▶ **Aim of the task**
Among the records below, which lines contain the string "here"? Report them.

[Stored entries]
━━━

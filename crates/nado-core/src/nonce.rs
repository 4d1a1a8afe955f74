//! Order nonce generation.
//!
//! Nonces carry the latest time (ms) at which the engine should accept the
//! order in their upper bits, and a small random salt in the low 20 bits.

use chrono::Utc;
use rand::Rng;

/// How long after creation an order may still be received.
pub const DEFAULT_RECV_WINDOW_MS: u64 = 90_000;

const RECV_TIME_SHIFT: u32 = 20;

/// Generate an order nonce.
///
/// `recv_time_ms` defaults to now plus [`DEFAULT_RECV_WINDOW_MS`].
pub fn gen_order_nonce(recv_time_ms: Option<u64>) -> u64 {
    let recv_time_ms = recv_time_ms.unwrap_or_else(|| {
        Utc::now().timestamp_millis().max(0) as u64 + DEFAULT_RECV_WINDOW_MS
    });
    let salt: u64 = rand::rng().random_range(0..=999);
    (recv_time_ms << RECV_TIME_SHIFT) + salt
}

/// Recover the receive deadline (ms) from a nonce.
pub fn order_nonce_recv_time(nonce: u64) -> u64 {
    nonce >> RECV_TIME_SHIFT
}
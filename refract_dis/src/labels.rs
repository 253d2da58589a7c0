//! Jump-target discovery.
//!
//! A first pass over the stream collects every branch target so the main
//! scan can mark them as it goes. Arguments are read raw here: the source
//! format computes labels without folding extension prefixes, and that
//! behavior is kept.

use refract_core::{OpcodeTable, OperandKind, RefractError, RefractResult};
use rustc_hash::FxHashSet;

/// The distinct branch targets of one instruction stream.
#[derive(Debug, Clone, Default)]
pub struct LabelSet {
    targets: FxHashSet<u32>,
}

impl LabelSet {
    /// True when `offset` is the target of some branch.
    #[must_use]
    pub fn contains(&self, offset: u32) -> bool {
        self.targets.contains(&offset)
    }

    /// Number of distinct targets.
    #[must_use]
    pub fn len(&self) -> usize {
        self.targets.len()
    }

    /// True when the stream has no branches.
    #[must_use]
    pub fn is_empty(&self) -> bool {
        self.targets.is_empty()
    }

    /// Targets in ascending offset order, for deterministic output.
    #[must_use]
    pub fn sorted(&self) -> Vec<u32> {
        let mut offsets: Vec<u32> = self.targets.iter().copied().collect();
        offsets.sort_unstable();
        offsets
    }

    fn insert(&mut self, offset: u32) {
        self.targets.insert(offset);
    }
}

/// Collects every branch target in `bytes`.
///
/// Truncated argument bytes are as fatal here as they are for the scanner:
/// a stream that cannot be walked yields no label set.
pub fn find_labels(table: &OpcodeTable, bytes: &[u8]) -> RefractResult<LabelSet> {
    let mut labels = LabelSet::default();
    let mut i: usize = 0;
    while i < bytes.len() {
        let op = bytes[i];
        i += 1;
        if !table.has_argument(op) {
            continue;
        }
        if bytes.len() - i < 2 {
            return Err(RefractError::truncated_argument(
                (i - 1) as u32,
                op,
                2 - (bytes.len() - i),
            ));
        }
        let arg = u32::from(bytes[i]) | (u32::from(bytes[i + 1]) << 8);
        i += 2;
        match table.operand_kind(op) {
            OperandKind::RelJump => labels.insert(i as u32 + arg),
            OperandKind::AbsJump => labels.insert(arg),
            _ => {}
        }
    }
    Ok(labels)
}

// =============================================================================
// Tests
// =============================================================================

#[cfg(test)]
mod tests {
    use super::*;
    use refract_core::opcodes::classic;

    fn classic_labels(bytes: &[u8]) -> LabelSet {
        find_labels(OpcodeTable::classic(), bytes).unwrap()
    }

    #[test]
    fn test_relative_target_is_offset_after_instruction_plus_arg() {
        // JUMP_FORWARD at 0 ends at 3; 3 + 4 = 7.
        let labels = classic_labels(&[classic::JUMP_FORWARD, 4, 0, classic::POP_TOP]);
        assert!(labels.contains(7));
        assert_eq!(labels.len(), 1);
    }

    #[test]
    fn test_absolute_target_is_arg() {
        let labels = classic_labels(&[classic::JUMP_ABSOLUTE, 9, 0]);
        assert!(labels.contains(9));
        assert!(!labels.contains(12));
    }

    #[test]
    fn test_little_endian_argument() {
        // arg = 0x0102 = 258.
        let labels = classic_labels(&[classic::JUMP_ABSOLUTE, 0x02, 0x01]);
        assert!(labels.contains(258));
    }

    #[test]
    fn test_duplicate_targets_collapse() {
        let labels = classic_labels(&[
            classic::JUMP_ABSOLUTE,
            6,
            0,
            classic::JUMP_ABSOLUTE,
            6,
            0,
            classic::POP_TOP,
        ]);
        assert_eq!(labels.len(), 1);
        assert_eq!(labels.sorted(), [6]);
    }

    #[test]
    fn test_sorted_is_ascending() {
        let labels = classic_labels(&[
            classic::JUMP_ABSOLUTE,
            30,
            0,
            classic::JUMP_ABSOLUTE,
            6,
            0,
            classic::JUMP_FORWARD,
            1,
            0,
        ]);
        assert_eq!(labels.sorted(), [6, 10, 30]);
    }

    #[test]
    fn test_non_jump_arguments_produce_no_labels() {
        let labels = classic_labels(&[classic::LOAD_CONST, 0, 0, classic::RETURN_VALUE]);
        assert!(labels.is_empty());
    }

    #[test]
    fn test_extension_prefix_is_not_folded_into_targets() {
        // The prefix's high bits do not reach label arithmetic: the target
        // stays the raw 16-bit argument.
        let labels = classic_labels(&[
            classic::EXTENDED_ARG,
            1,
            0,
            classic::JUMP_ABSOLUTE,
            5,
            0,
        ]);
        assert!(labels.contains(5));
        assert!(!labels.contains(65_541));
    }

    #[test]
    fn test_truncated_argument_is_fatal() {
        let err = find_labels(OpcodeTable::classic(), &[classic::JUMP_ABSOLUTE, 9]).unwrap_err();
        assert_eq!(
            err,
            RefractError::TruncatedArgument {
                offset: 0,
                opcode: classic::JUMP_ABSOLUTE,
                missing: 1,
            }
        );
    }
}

━━━

▶ **Response box**
//! scan can mark them as it goes. Arguments are read raw here: the source
/// Truncated argument bytes are as fatal here as they are for the scanner:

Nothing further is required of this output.